Int J Epidemiol. 2005 Oct;34(5):1089-99. doi: 10.1093/ije/dyi153. Epub 2005 Aug 8.
Twin studies have long been recognized for their value in learning about the aetiology of disease and specifically for their potential for separating genetic effects from environmental effects. The recent upsurge of interest in life-course epidemiology and the study of developmental influences on later health has provided a new impetus to study twins as a source of unique insights. Twins are of special interest because they provide naturally matched pairs where the confounding effects of a large number of potentially causal factors (such as maternal nutrition or gestation length) may be removed by comparisons between twins who share them. The traditional tool of epidemiological 'risk factor analysis' is the regression model, but it is not straightforward to transfer standard regression methods to twin data, because the analysis needs to reflect the paired structure of the data, which induces correlation between twins.

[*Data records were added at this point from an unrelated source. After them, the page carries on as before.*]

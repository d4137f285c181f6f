use crate::{Phase, SessionId, Turn};

#[derive(Debug, Clone, PartialEq, Eq, Default)]
pub struct ChatViewModel {
    pub session_id: SessionId,
    pub phase: Phase,
    pub busy: bool,
    pub send_enabled: bool,
    pub stop_visible: bool,
    pub input: String,
    pub welcome_visible: bool,
    pub turns: Vec<Turn>,
}

impl ChatViewModel {
    /// The most recent bot turn, if any.
    pub fn last_bot(&self) -> Option<&crate::BotTurn> {
        self.turns.iter().rev().find_map(|turn| match turn {
            Turn::Bot(bot) => Some(bot),
            Turn::User { .. } => None,
        })
    }
}
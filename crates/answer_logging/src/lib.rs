#![deny(missing_docs)]
//! Shared logging utilities for the answer client workspace.
//!
//! This crate provides the `answer_*` logging macros used across the codebase
//! and a minimal test initializer for the global logger.

/// Logs a trace-level message using the global logging facade.
#[macro_export]
macro_rules! answer_trace {
    ($($arg:tt)*) => {{
        log::trace!($($arg)*);
    }};
}

/// Logs an info-level message using the global logging facade.
#[macro_export]
macro_rules! answer_info {
    ($($arg:tt)*) => {{
        log::info!($($arg)*);
    }};
}

/// Logs a debug-level message using the global logging facade.
#[macro_export]
macro_rules! answer_debug {
    ($($arg:tt)*) => {{
        log::debug!($($arg)*);
    }};
}

/// Logs a warn-level message using the global logging facade.
#[macro_export]
macro_rules! answer_warn {
    ($($arg:tt)*) => {{
        log::warn!($($arg)*);
    }};
}

/// Logs an error-level message using the global logging facade.
#[macro_export]
macro_rules! answer_error {
    ($($arg:tt)*) => {{
        log::error!($($arg)*);
    }};
}

/// Initializes a simple terminal logger for use in tests.
///
/// This safely no-ops if another logger has already been initialized.
pub fn initialize_for_tests() {
    use simplelog::{ColorChoice, CombinedLogger, Config, TermLogger, TerminalMode};

    let level = if cfg!(debug_assertions) {
        log::LevelFilter::Debug
    } else {
        log::LevelFilter::Info
    };

    // Another test in the same binary may already own the logger.
    let _ = CombinedLogger::init(vec![TermLogger::new(
        level,
        Config::default(),
        TerminalMode::Mixed,
        ColorChoice::Auto,
    )]);
}
use std::path::PathBuf;

use answer_client::TransportSettings;

use crate::logging::LogDestination;

const ENV_API_BASE: &str = "ANSWER_API_BASE";
const ENV_API_TOKEN: &str = "ANSWER_API_TOKEN";
const ENV_STATE_DIR: &str = "ANSWER_STATE_DIR";
const ENV_LOG: &str = "ANSWER_LOG";

#[derive(Debug, Clone)]
pub struct AppConfig {
    pub transport: TransportSettings,
    /// Where the session identifier is persisted.
    pub state_dir: PathBuf,
    pub log_destination: LogDestination,
}

impl AppConfig {
    pub fn from_env() -> Self {
        Self::from_lookup(|key| std::env::var(key).ok())
    }

    /// Builds the config from `lookup`, falling back to defaults for unset or blank keys.
    pub fn from_lookup(lookup: impl Fn(&str) -> Option<String>) -> Self {
        let get = |key: &str| lookup(key).filter(|value| !value.trim().is_empty());

        let mut transport = TransportSettings::default();
        if let Some(base_url) = get(ENV_API_BASE) {
            transport.base_url = base_url.trim().to_string();
        }
        transport.token = get(ENV_API_TOKEN).map(|token| token.trim().to_string());

        let state_dir = get(ENV_STATE_DIR)
            .map(PathBuf::from)
            .unwrap_or_else(|| {
                std::env::current_dir()
                    .unwrap_or_else(|_| PathBuf::from("."))
                    .join(".answer")
            });

        let log_destination = get(ENV_LOG)
            .and_then(|raw| LogDestination::parse(&raw))
            .unwrap_or(LogDestination::File);

        Self {
            transport,
            state_dir,
            log_destination,
        }
    }
}
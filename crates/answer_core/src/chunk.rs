use serde::Deserialize;

/// Prefix for a source tag whose label is missing: "issue" followed by the page number.
const PAGE_LABEL_PREFIX: &str = "مسئله";

/// One decoded frame of the `/ask` response stream.
#[derive(Debug, Clone, PartialEq, Eq, Deserialize)]
#[serde(tag = "type", rename_all = "snake_case")]
pub enum StreamChunk {
    /// Transient progress label; replaces the previous one.
    Status { content: String },
    /// Incremental answer fragment.
    Answer { content: String },
    Done {
        #[serde(default)]
        sources: Vec<Source>,
        #[serde(default)]
        keywords: Vec<String>,
        #[serde(default)]
        found_in_docs: bool,
    },
    Cancelled {
        #[serde(default)]
        content: Option<String>,
    },
    Error {
        #[serde(default)]
        content: Option<String>,
    },
}

impl StreamChunk {
    /// `done`, `cancelled` and `error` end an exchange.
    pub fn is_terminal(&self) -> bool {
        matches!(
            self,
            StreamChunk::Done { .. } | StreamChunk::Cancelled { .. } | StreamChunk::Error { .. }
        )
    }
}

#[derive(Debug, Clone, PartialEq, Eq, Deserialize)]
pub struct Source {
    #[serde(default)]
    pub label: Option<String>,
    pub page: i64,
    #[serde(default)]
    pub section: Option<String>,
}

/// Display text for one source reference attached to a finished answer.
#[derive(Debug, Clone, PartialEq, Eq)]
pub struct SourceTag {
    pub text: String,
}

impl SourceTag {
    pub fn from_source(source: &Source) -> Self {
        let mut text = match source.label.as_deref().filter(|label| !label.is_empty()) {
            Some(label) => label.to_string(),
            None => format!("{PAGE_LABEL_PREFIX} {}", source.page),
        };
        if let Some(section) = source.section.as_deref().filter(|s| !s.is_empty()) {
            // Only the top-level heading of a "a > b > c" breadcrumb is shown.
            let head = section.split(" > ").next().unwrap_or(section);
            text.push_str(" - ");
            text.push_str(head);
        }
        Self { text }
    }
}
use std::sync::Arc;
use std::time::Duration;

use answer_client::{
    AnswerEngine, AskRequest, EngineEvent, FailureKind, ReqwestTransport, TransportSettings,
};
use answer_core::{SessionId, StreamChunk};
use serde_json::json;
use wiremock::matchers::{method, path};
use wiremock::{Mock, MockServer, ResponseTemplate};

const WAIT: Duration = Duration::from_secs(5);

fn engine_for(server: &MockServer) -> AnswerEngine {
    let transport = ReqwestTransport::new(TransportSettings {
        base_url: server.uri(),
        ..TransportSettings::default()
    })
    .expect("client");
    AnswerEngine::new(Arc::new(transport)).expect("engine")
}

/// Collects events up to and including the first `Closed`, `Rejected` or `Failed`.
fn collect_until_settled(engine: &AnswerEngine) -> Vec<EngineEvent> {
    let mut events = Vec::new();
    while let Some(event) = engine.recv_timeout(WAIT) {
        let settled = !matches!(event, EngineEvent::Chunk { .. });
        events.push(event);
        if settled {
            break;
        }
    }
    events
}

#[tokio::test(flavor = "multi_thread")]
async fn engine_reports_chunks_then_closed() {
    let server = MockServer::start().await;
    Mock::given(method("POST"))
        .and(path("/ask"))
        .respond_with(ResponseTemplate::new(200).set_body_raw(
            concat!(
                "data: {\"type\":\"answer\",\"content\":\"x\"}\n\n",
                "data: {\"type\":\"done\",\"found_in_docs\":true}\n\n",
            ),
            "text/event-stream",
        ))
        .mount(&server)
        .await;

    let engine = engine_for(&server);
    engine.ask(4, AskRequest::new("q", &SessionId::new("s")));

    let events = tokio::task::spawn_blocking(move || collect_until_settled(&engine))
        .await
        .unwrap();
    assert_eq!(
        events,
        vec![
            EngineEvent::Chunk {
                request_id: 4,
                chunk: StreamChunk::Answer {
                    content: "x".to_string()
                },
            },
            EngineEvent::Chunk {
                request_id: 4,
                chunk: StreamChunk::Done {
                    sources: vec![],
                    keywords: vec![],
                    found_in_docs: true,
                },
            },
            EngineEvent::Closed { request_id: 4 },
        ]
    );
}

#[tokio::test(flavor = "multi_thread")]
async fn engine_maps_rejection() {
    let server = MockServer::start().await;
    Mock::given(method("POST"))
        .and(path("/ask"))
        .respond_with(ResponseTemplate::new(401).set_body_json(json!({"detail": "expired"})))
        .mount(&server)
        .await;

    let engine = engine_for(&server);
    engine.ask(1, AskRequest::new("q", &SessionId::new("s")));

    let events = tokio::task::spawn_blocking(move || collect_until_settled(&engine))
        .await
        .unwrap();
    assert_eq!(
        events,
        vec![EngineEvent::Rejected {
            request_id: 1,
            detail: Some("expired".to_string()),
        }]
    );
}

#[test]
fn engine_maps_network_failure() {
    let transport = ReqwestTransport::new(TransportSettings {
        base_url: "http://127.0.0.1:9".to_string(),
        ..TransportSettings::default()
    })
    .expect("client");
    let engine = AnswerEngine::new(Arc::new(transport)).expect("engine");
    engine.ask(2, AskRequest::new("q", &SessionId::new("s")));

    let events = collect_until_settled(&engine);
    assert_eq!(events.len(), 1);
    match &events[0] {
        EngineEvent::Failed { request_id, error } => {
            assert_eq!(*request_id, 2);
            assert_eq!(error.kind, FailureKind::Network);
        }
        other => panic!("unexpected event {other:?}"),
    }
}

#[tokio::test(flavor = "multi_thread")]
async fn cancel_failure_produces_no_event() {
    let server = MockServer::start().await;
    Mock::given(method("POST"))
        .and(path("/ask/cancel/s"))
        .respond_with(ResponseTemplate::new(500))
        .expect(1)
        .mount(&server)
        .await;

    let engine = engine_for(&server);
    engine.cancel(SessionId::new("s"));

    let event = tokio::task::spawn_blocking(move || engine.recv_timeout(Duration::from_secs(1)))
        .await
        .unwrap();
    assert_eq!(event, None);
}
use std::fs;

use answer_client::{
    FileSessionStore, MemorySessionStore, SessionStore, SESSION_FILENAME,
};
use answer_core::SessionId;
use tempfile::TempDir;

#[test]
fn file_store_creates_once_and_reuses() {
    let temp = TempDir::new().unwrap();
    let mut store = FileSessionStore::new(temp.path().join("state"));

    let first = store.load_or_create().unwrap();
    assert!(!first.as_str().is_empty());
    assert!(temp.path().join("state").join(SESSION_FILENAME).is_file());

    // A new store over the same directory sees the persisted value.
    let mut reopened = FileSessionStore::new(temp.path().join("state"));
    assert_eq!(reopened.load_or_create().unwrap(), first);
}

#[test]
fn file_store_rotate_persists_distinct_id() {
    let temp = TempDir::new().unwrap();
    let mut store = FileSessionStore::new(temp.path());
    let first = store.load_or_create().unwrap();

    let second = store.rotate().unwrap();
    assert_ne!(first, second);
    assert_eq!(store.load_or_create().unwrap(), second);

    let mut reopened = FileSessionStore::new(temp.path());
    assert_eq!(reopened.load_or_create().unwrap(), second);
}

#[test]
fn corrupt_session_file_is_replaced() {
    let temp = TempDir::new().unwrap();
    fs::write(temp.path().join(SESSION_FILENAME), "not ron at all (").unwrap();

    let mut store = FileSessionStore::new(temp.path());
    let id = store.load_or_create().unwrap();
    assert!(!id.as_str().is_empty());

    let content = fs::read_to_string(temp.path().join(SESSION_FILENAME)).unwrap();
    assert!(content.contains(id.as_str()));
}

#[test]
fn state_dir_that_is_a_file_fails() {
    let temp = TempDir::new().unwrap();
    let file_path = temp.path().join("not_a_dir");
    fs::write(&file_path, "x").unwrap();

    let mut store = FileSessionStore::new(file_path);
    assert!(store.load_or_create().is_err());
}

#[test]
fn memory_store_rotates() {
    let mut store = MemorySessionStore::with_id(SessionId::new("fixed"));
    assert_eq!(store.load_or_create().unwrap(), SessionId::new("fixed"));

    let rotated = store.rotate().unwrap();
    assert_ne!(rotated, SessionId::new("fixed"));
    assert_eq!(store.load_or_create().unwrap(), rotated);
}
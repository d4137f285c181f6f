//! Answer client: streaming transport, frame decoding and effect execution.
mod engine;
mod frame;
mod persist;
mod session_store;
mod transport;
mod types;

pub use engine::AnswerEngine;
pub use frame::{decode_frame, FrameDecoder, FRAME_PREFIX};
pub use persist::{ensure_state_dir, AtomicFileWriter, PersistError};
pub use session_store::{
    generate_session_id, FileSessionStore, MemorySessionStore, SessionStore, SessionStoreError,
    SESSION_FILENAME,
};
pub use transport::{ChunkSink, ReqwestTransport, Transport, TransportSettings};
pub use types::{AskRequest, EngineEvent, FailureKind, TransportError};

This paper reviews the use of more specialized regression methods for twin data, based on generalized least squares or linear mixed models, and explains the relationship between these methods and the commonly used approach of analysing within-twin-pair difference values. Methods and issues of interpretation are illustrated using an example from a recent study of the association between birth weight and cord blood erythropoietin. We focus on the analysis of continuous outcome measures but review additional complexities that arise with binary outcomes. We recommend the use of a general model that includes separate regression coefficients for within-twin-pair and between-pair effects, and provide guidelines for the interpretation of estimates obtained under this model.
长期以来,双胞胎研究因其在了解疾病病因方面的价值而受到认可,特别是在区分遗传效应和环境效应方面的潜力。最近,人们对生命历程流行病学以及发育对后期健康影响的研究兴趣激增,这为将双胞胎作为独特见解来源进行研究提供了新的动力。双胞胎之所以特别受关注,是因为他们提供了自然匹配的对子,通过对共享大量潜在因果因素(如母亲营养或妊娠期长度)的双胞胎进行比较,可以消除这些因素的混杂效应。流行病学“风险因素分析”的传统工具是回归模型,但将标准回归方法应用于双胞胎数据并非易事,因为分析需要反映数据的配对结构,这会导致双胞胎之间产生相关性。本文回顾了基于广义最小二乘法或线性混合模型的更专门的双胞胎数据回归方法的使用,并解释了这些方法与常用的分析双胞胎对子内差异值方法之间的关系。通过最近一项关于出生体重与脐带血促红细胞生成素之间关联的研究实例,阐述了方法及解释问题。我们专注于连续结局指标的分析,但也回顾了二元结局所带来的额外复杂性。我们建议使用一个通用模型,该模型包括双胞胎对子内和对子间效应的单独回归系数,并为解释在此模型下获得的估计值提供指导。